2026 年 6 月 11 日,一个名为 omnigent-ai/omnigent 的 GitHub 仓库悄悄上线。21 天后,它已经积累了 5977 颗星、758 次 fork,GitHub issues 数量也一路冲到 401 条,成为 6 月全站涨星最快的 AI 项目之一。

这个项目在做的事情,被它自己称为”meta-harness”——一个位于 Claude Code、Codex、Cursor、Pi 等多个 AI 编码 agent 之上的统一调度层。它的目标只有一句话:“swap or combine harnesses without rewriting”(在不重写的前提下,替换或组合多个 harness)。

如果把它放到更大的版图里看,这可能是 AI 编码 agent 生态从”各自为战”走向”统一编排”的标志性事件。

一、为什么需要 Meta-Harness

在解释 omnigent 之前,先要说清楚一个困扰所有 AI 编码 agent 用户的问题:被锁定

过去半年,Claude Code、Codex、Cursor、Pi、Devin、Cline 等十几款 agent 各自占据了一个生态位——有的擅长长程重构、有的擅长单元测试、有的擅长前端生成。但用户一旦选定一个,就基本被它的 UI、它的 prompt 设计、它的 tool calling 协议、它的 sandbox 模型绑死。想换一个试试?对不起,你的工作流、你的 skill、你的 policies 全部要重写。

omnigent 想做的,正是这个层级的”统一调度”——把不同 harness 包装成可替换的”模块”,在它们之上加一层 policy/sandbox/shared history/orchestration。换句话说,Claude Code 是 GPU、Codex 是另一个 GPU、Cursor 是第三个,omnigent 想做它们共同的主板

举几个具体的”被锁定”场景:你用 Claude Code 写了三个月的 workflow,prompt 调得很顺,skills 也装了一堆。结果发现 Codex 在长程重构上更稳定,但你不想从头学 Codex 的 prompt 语法。第二个场景:公司付费买了 Cursor 团队版,但某个新员工习惯用 Claude Code,你想让两个 agent 协作审同一个 PR。第三个场景:你做了个 YOLO mode 的 agent 让它放手跑,但发现它会 rm -rf 整个磁盘——你想给所有 agent 统一加一个”危险命令”沙箱。

这三个场景的共同点是:你想要的不是某个 agent,而是 agent 之上的能力。omnigent 正是把这种”能力”从某个具体 agent 里抽离出来,放到 meta-harness 这层。
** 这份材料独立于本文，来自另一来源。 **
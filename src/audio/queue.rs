use anyhow::Result;
use rand::seq::SliceRandom;
use std::collections::VecDeque;
use tracing::{debug, info};

use crate::sources::Song;

/// Per-guild song queue.
///
/// Songs are taken from the back: the most recently pushed song plays first.
/// Resolvers that push whole playlists therefore push them last-track-first.
#[derive(Debug)]
pub struct SongQueue {
    items: VecDeque<Song>,
    max_size: usize,
}

impl SongQueue {
    pub fn new(max_size: usize) -> Self {
        Self {
            items: VecDeque::new(),
            max_size,
        }
    }

    /// Adds a song, failing when the queue is full.
    pub fn push(&mut self, song: Song) -> Result<()> {
        if self.items.len() >= self.max_size {
            anyhow::bail!("La cola está llena (máximo {} canciones)", self.max_size);
        }

        debug!("➕ Agregado a la cola: {}", song.display_title());
        self.items.push_back(song);
        Ok(())
    }

    /// Takes the next song to play.
    pub fn next(&mut self) -> Option<Song> {
        let next = self.items.pop_back();
        match &next {
            Some(song) => info!("➡️ Siguiente en la cola: {}", song.display_title()),
            None => info!("📭 Cola vacía, nada que reproducir"),
        }
        next
    }

    pub fn shuffle(&mut self) {
        let mut rng = rand::thread_rng();
        self.items.make_contiguous().shuffle(&mut rng);
        info!("🔀 Cola mezclada");
    }

    pub fn clear(&mut self) {
        self.items.clear();
        info!("🗑️ Cola limpiada");
    }

    pub fn is_empty(&self) -> bool {
        self.items.is_empty()
    }

    pub fn len(&self) -> usize {
        self.items.len()
    }
}
impl SpotifyClient {
    pub fn new(config: SpotifyConfig) -> Result<Self, ResolveError> {
        let http = Client::builder().build()?;

        Ok(Self {
            http,
            config,
            session: Mutex::new(AuthSession::new()),
        })
    }

    /// Requests a new access token and stores it in the session.
    pub async fn authenticate(&self) -> Result<(), ResolveError> {
        let mut session = self.session.lock().await;
        self.authenticate_session(&mut session).await
    }

    async fn authenticate_session(&self, session: &mut AuthSession) -> Result<(), ResolveError> {
        let url = format!("{}/api/token", self.config.accounts_url);
        let form = [
            ("grant_type", "client_credentials"),
            ("client_id", self.config.client_id.as_str()),
            ("client_secret", self.config.client_secret.as_str()),
        ];

        let response = ApiResponse::read(self.http.post(&url).form(&form).send().await?).await?;
        let body = response.json()?;
        let object = response.object(&body)?;

        let token = object
            .get("access_token")
            .and_then(Value::as_str)
            .ok_or_else(|| response.shape_error("access_token", JsonType::String, object.get("access_token")))?;
        let expires_in = object
            .get("expires_in")
            .and_then(Value::as_i64)
            .ok_or_else(|| response.shape_error("expires_in", JsonType::Integer, object.get("expires_in")))?;

        session.store(token.to_owned(), expires_in, Utc::now());
        info!("🔑 Token de Spotify obtenido, expira en {}s", expires_in);
        Ok(())
    }

    /// Returns a valid token, authenticating first when there is none or it
    /// has expired.
    async fn access_token(&self) -> Result<String, ResolveError> {
        let mut session = self.session.lock().await;
        if let Some(token) = session.token_at(Utc::now()) {
            return Ok(token.to_owned());
        }

        self.authenticate_session(&mut session).await?;
        session
            .access_token
            .clone()
            .ok_or_else(|| ResolveError::shape("access_token", JsonType::String, None, None, ""))
    }

    async fn get(&self, url: &str, query: &[(&str, &str)]) -> Result<ApiResponse, ResolveError> {
        let token = self.access_token().await?;
        let response = self
            .http
            .get(url)
            .query(query)
            .bearer_auth(token)
            .header(header::ACCEPT, "application/json")
            .send()
            .await?;

        ApiResponse::read(response).await
    }

    /// Looks up a single track.
    pub async fn track(&self, track_id: &str) -> Result<Track, ResolveError> {
        let url = format!("{}/v1/tracks/{}", self.config.api_url, track_id);
        debug!("Obteniendo track de Spotify {}", track_id);

        let response = self.get(&url, &[]).await?;
        let body = response.json()?;
        let object = response.object(&body)?;
        response.parse_track(object)
    }

    /// Streams the tracks of a playlist in playlist order. Further pages are
    /// only requested once the previous page has been consumed. The first
    /// invalid item ends the stream with an error.
    pub fn playlist<'a>(&'a self, playlist_id: &str) -> BoxStream<'a, Result<Track, ResolveError>> {
        let first = format!("{}/v1/playlists/{}/tracks", self.config.api_url, playlist_id);
        debug!("Leyendo playlist de Spotify {}", playlist_id);

        let pages = stream::try_unfold(Some((first, true)), move |next| async move {
            let Some((url, first_page)) = next else {
                return Ok(None);
            };

            let page = self.playlist_page(&url, first_page).await?;
            let tracks = stream::iter(page.tracks);
            Ok::<_, ResolveError>(Some((tracks, page.next.map(|url| (url, false)))))
        });

        fuse_on_error(pages.try_flatten())
    }

    fn is_api_url(&self, url: &str) -> bool {
        url.strip_prefix(self.config.api_url.as_str())
            .is_some_and(|rest| rest.starts_with('/'))
    }

    async fn playlist_page(&self, url: &str, first_page: bool) -> Result<PlaylistPage, ResolveError> {
        let query: &[(&str, &str)] = if first_page {
            &[("fields", PLAYLIST_FIELDS)]
        } else {
            &[]
        };

        let response = self.get(url, query).await?;
        let body = response.json()?;
        let object = response.object(&body)?;

        let items = object
            .get("items")
            .and_then(Value::as_array)
            .ok_or_else(|| response.shape_error("items", JsonType::List, object.get("items")))?;

        // El token viaja con `next`: solo se sigue dentro del host de la API
        let next = match object.get("next") {
            None | Some(Value::Null) => None,
            Some(Value::String(next)) if self.is_api_url(next) => Some(next.clone()),
            Some(Value::String(next)) => {
                warn!("🚫 Rechazando página siguiente fuera de la API de Spotify: {}", next);
                return Err(response.shape_error("next", JsonType::String, object.get("next")));
            }
            other => return Err(response.shape_error("next", JsonType::String, other)),
        };

        let mut tracks = Vec::with_capacity(items.len());
        for item in items {
            let track = item
                .get("track")
                .and_then(Value::as_object)
                .ok_or_else(|| response.shape_error("track", JsonType::Object, item.get("track")))
                .and_then(|track| response.parse_track(track));

            let failed = track.is_err();
            tracks.push(track);
            if failed {
                return Ok(PlaylistPage { tracks, next: None });
            }
        }

        debug!("Página de playlist con {} tracks", tracks.len());
        Ok(PlaylistPage { tracks, next })
    }
}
💡 当 GPU 不再被特定主板绑定,生态才会真正爆发——AI 编码 agent 也一样。

二、omnigent 的三层架构

omnigent 的官方文档把它的架构画成了三层:Runner / Server / Session

Runner 层:统一封装

Runner 是 omnigent 的最底层,它做的事情是把任意 agent 包装成一个”sandboxed uniform session”。也就是说,不管你用 Claude Code 还是 Codex 还是你自己写的 agent,经过 Runner 包装之后,它们对外暴露的接口是一样的

这层抽象的关键收益是——上层的 policy、UI、history、logging 都不用关心底层 agent 是谁。换 harness 只需要改一行配置。

Server 层:统一调度

Server 在 Runner 之上,负责三件事:

  • Contextual Policies(上下文感知的策略)
  • Shared History(跨 session 的历史)
  • Multi-device Exposure(跨终端暴露)

具体来说,Server 把所有 session 通过 terminal、web、原生 app、移动端、REST API 暴露出去,你可以在 Mac 上发起任务,在手机上查看进度,在平板上审批 policy。这是 omnigent 最具产品力的部分——它不只是框架,是一个完整的”agent 操作系统”

Session 层:业务运行时

Session 是用户实际工作的最小单元。每次启动 omni 命令,你就创建一个 Session;Session 之间共享 Server 上的 history 和 policy,但彼此隔离,不会互相污染。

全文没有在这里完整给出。